* _Task description_
Isolate every line in the data with the string "AlreadyExited" and copy it.

* _Data listing_
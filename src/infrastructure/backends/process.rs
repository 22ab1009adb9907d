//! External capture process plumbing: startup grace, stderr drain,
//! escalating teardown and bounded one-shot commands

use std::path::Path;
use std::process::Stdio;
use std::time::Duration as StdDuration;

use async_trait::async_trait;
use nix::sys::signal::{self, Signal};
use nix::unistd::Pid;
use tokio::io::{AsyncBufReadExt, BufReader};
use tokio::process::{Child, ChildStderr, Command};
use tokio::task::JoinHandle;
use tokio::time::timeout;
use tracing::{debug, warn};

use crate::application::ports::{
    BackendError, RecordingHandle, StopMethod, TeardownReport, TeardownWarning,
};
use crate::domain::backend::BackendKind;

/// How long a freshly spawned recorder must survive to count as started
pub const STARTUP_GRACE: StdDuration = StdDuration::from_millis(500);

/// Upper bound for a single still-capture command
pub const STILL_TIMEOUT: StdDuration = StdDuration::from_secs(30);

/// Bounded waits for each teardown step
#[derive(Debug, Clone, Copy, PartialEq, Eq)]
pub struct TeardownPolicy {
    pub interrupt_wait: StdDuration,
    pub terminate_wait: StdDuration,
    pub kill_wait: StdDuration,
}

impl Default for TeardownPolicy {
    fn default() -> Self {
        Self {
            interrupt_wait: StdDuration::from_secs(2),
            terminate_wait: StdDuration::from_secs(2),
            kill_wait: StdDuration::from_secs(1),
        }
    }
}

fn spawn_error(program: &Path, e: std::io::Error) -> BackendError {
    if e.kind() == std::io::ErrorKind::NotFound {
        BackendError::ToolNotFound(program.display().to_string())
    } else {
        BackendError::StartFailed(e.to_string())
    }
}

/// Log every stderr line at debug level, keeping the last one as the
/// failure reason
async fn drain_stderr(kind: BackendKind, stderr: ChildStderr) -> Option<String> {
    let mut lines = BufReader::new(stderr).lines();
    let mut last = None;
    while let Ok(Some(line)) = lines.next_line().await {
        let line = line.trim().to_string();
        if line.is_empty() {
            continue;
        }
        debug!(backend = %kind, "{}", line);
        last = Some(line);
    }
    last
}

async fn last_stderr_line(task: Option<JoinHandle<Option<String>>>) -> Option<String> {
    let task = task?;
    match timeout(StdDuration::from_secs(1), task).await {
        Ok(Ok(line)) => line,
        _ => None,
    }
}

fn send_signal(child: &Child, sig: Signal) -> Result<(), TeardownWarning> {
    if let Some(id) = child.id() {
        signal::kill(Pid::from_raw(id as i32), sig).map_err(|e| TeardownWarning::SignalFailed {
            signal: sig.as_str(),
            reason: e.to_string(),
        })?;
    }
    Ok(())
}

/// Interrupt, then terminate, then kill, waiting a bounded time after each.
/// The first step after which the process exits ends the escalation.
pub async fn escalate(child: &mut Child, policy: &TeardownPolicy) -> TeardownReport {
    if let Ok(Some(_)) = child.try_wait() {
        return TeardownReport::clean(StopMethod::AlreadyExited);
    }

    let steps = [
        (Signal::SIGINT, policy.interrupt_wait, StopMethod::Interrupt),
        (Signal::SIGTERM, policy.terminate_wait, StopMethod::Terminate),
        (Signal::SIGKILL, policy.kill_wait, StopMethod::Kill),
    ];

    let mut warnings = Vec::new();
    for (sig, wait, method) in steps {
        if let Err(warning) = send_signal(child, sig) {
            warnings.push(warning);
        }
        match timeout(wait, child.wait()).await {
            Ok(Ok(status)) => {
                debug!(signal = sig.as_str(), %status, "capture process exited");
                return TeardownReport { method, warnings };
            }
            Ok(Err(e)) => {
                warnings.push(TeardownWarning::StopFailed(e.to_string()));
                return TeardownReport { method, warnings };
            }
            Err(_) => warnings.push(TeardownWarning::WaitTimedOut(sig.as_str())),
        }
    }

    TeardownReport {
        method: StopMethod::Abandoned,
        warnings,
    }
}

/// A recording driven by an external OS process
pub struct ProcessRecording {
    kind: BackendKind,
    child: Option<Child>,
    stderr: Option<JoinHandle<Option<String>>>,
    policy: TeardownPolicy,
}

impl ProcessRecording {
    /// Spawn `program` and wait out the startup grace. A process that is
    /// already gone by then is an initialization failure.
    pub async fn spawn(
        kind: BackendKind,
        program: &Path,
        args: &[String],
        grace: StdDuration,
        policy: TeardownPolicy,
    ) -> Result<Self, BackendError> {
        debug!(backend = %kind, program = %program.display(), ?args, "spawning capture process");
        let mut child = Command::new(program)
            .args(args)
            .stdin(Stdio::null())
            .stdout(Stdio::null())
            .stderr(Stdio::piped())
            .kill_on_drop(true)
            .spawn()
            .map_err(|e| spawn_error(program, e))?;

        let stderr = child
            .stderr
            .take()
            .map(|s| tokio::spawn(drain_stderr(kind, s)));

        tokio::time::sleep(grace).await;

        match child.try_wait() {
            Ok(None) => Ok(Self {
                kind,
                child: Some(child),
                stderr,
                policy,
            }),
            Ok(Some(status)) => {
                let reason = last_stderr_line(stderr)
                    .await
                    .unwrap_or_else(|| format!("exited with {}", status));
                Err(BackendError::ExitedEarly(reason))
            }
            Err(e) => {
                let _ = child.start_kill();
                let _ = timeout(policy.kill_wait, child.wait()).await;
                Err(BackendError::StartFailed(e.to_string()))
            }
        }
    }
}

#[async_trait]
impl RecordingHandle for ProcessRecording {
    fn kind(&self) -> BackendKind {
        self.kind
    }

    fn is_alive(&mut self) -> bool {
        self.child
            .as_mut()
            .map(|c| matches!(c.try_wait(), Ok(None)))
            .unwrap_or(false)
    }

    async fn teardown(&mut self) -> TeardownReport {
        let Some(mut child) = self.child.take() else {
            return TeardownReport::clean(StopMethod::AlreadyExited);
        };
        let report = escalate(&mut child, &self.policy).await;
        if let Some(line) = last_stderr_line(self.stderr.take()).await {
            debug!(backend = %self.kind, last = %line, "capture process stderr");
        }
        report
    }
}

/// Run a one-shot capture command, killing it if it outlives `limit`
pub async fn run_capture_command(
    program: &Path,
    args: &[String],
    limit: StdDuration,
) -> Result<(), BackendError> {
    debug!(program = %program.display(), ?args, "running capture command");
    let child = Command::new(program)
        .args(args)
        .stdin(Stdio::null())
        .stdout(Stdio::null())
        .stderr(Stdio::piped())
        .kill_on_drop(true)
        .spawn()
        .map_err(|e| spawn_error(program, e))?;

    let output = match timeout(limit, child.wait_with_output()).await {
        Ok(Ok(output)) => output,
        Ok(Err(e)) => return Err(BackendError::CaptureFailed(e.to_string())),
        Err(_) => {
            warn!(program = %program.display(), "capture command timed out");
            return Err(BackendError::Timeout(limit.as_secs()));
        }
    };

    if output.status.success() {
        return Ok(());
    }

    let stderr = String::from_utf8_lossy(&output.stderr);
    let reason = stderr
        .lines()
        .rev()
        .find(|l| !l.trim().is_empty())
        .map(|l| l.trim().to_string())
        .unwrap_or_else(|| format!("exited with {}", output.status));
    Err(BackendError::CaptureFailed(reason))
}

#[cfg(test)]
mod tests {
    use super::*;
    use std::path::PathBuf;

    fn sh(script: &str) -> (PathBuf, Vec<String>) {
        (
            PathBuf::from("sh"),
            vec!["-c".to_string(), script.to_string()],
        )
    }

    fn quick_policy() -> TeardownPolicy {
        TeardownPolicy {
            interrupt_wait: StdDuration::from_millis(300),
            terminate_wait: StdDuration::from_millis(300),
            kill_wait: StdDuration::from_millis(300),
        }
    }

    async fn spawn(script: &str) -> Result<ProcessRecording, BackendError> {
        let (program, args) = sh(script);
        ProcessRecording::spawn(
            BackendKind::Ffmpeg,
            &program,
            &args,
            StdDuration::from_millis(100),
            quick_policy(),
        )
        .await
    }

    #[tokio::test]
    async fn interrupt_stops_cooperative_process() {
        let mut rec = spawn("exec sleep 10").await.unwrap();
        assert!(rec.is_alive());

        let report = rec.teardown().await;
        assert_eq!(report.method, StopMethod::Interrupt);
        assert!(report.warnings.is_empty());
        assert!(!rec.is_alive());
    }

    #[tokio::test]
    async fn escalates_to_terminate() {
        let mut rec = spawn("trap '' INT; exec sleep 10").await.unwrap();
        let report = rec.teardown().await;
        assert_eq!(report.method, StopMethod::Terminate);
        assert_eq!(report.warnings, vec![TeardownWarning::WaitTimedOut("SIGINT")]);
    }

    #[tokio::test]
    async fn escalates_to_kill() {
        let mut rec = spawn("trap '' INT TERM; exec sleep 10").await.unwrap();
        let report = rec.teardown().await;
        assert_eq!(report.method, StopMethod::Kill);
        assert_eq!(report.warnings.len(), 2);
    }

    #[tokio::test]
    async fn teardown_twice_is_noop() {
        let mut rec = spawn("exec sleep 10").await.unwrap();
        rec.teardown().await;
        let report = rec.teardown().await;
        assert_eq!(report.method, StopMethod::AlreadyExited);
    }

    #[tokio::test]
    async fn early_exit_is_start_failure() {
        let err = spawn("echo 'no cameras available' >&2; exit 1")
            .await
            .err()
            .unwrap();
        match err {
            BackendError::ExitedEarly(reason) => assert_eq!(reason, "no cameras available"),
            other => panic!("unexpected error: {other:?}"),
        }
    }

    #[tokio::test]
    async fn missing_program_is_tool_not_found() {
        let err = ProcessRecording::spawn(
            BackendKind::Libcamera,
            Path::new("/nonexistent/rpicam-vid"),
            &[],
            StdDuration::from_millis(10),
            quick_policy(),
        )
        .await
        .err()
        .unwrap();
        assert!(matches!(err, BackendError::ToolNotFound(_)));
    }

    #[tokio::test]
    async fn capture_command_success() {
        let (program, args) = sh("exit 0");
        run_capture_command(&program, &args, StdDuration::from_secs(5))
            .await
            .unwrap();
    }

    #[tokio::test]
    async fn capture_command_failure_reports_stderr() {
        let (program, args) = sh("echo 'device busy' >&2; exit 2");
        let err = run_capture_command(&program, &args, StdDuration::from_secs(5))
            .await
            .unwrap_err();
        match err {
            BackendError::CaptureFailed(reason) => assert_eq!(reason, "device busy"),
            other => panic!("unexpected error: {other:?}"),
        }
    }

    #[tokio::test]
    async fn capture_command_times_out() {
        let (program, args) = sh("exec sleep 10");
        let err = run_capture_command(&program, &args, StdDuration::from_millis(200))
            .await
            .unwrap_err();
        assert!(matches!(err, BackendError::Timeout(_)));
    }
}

* _Result for this exercise_
        return TeardownReport::clean(StopMethod::AlreadyExited);
            return TeardownReport::clean(StopMethod::AlreadyExited);
        assert_eq!(report.method, StopMethod::AlreadyExited);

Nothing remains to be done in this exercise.